We are using Microsoft's HTML Help Workshop, specifically hhc.exe, to assemble a CHM file containing HTML-formatted documentation. Officially there is no limit on the size of a CHM file, but as our doc set has increased in size we have been getting more and more build failures. The error messages aren't great but it appears we are running out of memory; however, increasing the memory hasn't made a difference. (In recent weeks the doc set has increased about 25% in size; we tried doubling the memory.)

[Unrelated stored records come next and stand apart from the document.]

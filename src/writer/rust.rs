//! Stage 3 – render the normalized model into Rust source text.
//!
//! The output is a fixed template with a handful of `{{placeholder}}` slots.
//! Substitution is strict both ways: a placeholder with no context value and
//! a context value no placeholder consumed each abort the render. Silently
//! blank generated source would corrupt the downstream cost tables, so a
//! loud failure is the only acceptable outcome.
//!
//! Rendering is a pure function; identical inputs give byte-identical
//! output. Op arms follow the normalized map's sort order and floats use
//! Rust's shortest-roundtrip formatting, so nothing depends on ambient
//! state.

use std::collections::{BTreeMap, BTreeSet};

use thiserror::Error;

use crate::model::{EstimationRule, ModelIdentifier};
use crate::normalizer::NormalizedModel;

/// A value referenced during rendering was absent, or vice versa. Either
/// way the normalizer/renderer contract is broken; this is not a user
/// input problem.
#[derive(Debug, Error, PartialEq)]
pub enum TemplateRenderError {
    #[error("template references undefined value `{0}`")]
    Undefined(String),
    #[error("template has an unclosed `{{{{` placeholder")]
    Unclosed,
    #[error("render context value `{0}` was never consumed by the template")]
    Unconsumed(String),
}

const ESTIMATOR_TEMPLATE: &str = r#"/// Area estimator for the `{{name}}` process model.
///
/// Widths are operand bit widths, in the operation's operand order.
pub struct {{camel}}AreaEstimator;

impl {{camel}}AreaEstimator {
    /// Area of a single one-bit register, in the model's area units.
    pub const ONE_BIT_REGISTER_AREA: f64 = {{one_bit_register_area}};

    /// Estimated area of `op`, or `None` for an operation the `{{name}}`
    /// model does not cover.
    pub fn operation_area(&self, op: &str, widths: &[u64]) -> Option<f64> {
        match op {
{{op_arms}}            _ => None,
        }
    }
}

fn linear(coefficients: &[f64], intercept: f64, widths: &[u64]) -> Option<f64> {
    if coefficients.len() != widths.len() {
        return None;
    }
    let slope: f64 = coefficients.iter().zip(widths).map(|(c, w)| c * *w as f64).sum();
    Some(slope + intercept)
}

fn interpolate(points: &[(u64, f64)], widths: &[u64]) -> Option<f64> {
    let width = *widths.first()?;
    let (first, last) = (points.first()?, points.last()?);
    if width <= first.0 {
        return Some(first.1);
    }
    if width >= last.0 {
        return Some(last.1);
    }
    for pair in points.windows(2) {
        let (x0, y0) = pair[0];
        let (x1, y1) = pair[1];
        if width <= x1 {
            return Some(y0 + (y1 - y0) * (width - x0) as f64 / (x1 - x0) as f64);
        }
    }
    None
}

crate::register_area_estimator!("{{name}}", {{camel}}AreaEstimator);
"#;

/// Bind the normalized model and identifier into the estimator template.
pub fn render(
    model: &NormalizedModel,
    name: &ModelIdentifier,
) -> Result<String, TemplateRenderError> {
    let mut context = BTreeMap::new();
    context.insert("name", name.as_str().to_string());
    context.insert("camel", name.camel_case());
    context.insert(
        "one_bit_register_area",
        float(model.constants.one_bit_register_area),
    );
    context.insert("op_arms", op_arms(&model.ops));
    substitute(ESTIMATOR_TEMPLATE, &context)
}

/// One `match` arm per op, in map (= lexicographic) order.
fn op_arms(ops: &BTreeMap<String, EstimationRule>) -> String {
    let mut arms = String::new();
    for (op, rule) in ops {
        let expr = match rule {
            EstimationRule::Fixed(fixed) => format!("Some({})", float(fixed.area)),
            EstimationRule::Linear(linear) => format!(
                "linear(&[{}], {}, widths)",
                float_list(&linear.coefficients),
                float(linear.intercept)
            ),
            EstimationRule::Table(table) => {
                let points: Vec<String> = table
                    .points
                    .iter()
                    .map(|(width, area)| format!("({width}, {})", float(*area)))
                    .collect();
                format!("interpolate(&[{}], widths)", points.join(", "))
            }
            EstimationRule::Alias(alias) => {
                format!("self.operation_area({:?}, widths)", alias.like)
            }
        };
        arms.push_str(&format!("            {op:?} => {expr},\n"));
    }
    arms
}

/// Shortest-roundtrip float literal. `5` would not read back as an `f64`
/// literal; `{:?}` prints `5.0`.
fn float(value: f64) -> String {
    format!("{value:?}")
}

fn float_list(values: &[f64]) -> String {
    values
        .iter()
        .map(|v| float(*v))
        .collect::<Vec<_>>()
        .join(", ")
}

/// Replace every `{{key}}` in `template` from `context`.
fn substitute(
    template: &str,
    context: &BTreeMap<&str, String>,
) -> Result<String, TemplateRenderError> {
    let mut out = String::with_capacity(template.len() * 2);
    let mut consumed = BTreeSet::new();
    let mut rest = template;
    while let Some(start) = rest.find("{{") {
        out.push_str(&rest[..start]);
        let after = &rest[start + 2..];
        let end = after.find("}}").ok_or(TemplateRenderError::Unclosed)?;
        let key = &after[..end];
        let value = context
            .get(key)
            .ok_or_else(|| TemplateRenderError::Undefined(key.to_string()))?;
        out.push_str(value);
        consumed.insert(key.to_string());
        rest = &after[end + 2..];
    }
    out.push_str(rest);
    for key in context.keys() {
        if !consumed.contains(*key) {
            return Err(TemplateRenderError::Unconsumed(key.to_string()));
        }
    }
    Ok(out)
}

Our CHM file is 12MB, which doesn't seem large. Can we tune this, or have we reached the unofficial limits of what this tool can handle, at least on a 32-bit machine?

Edited to add:

The error we get is a pop-up with the following text:

hhc.exe - Application Error
[X] The instruction at "0x453217d8" referenced memory at "0x########".  The
memory could not be "read".
Click on OK to terminate the program.
Click on CANCEL to debug the program.
[OK] [Cancel]

We run this from an automated build that calls an Ant target that uses <exec> to invoke hhc.exe. The build machine is running Windows Server 2003 and has 4GB of memory on it.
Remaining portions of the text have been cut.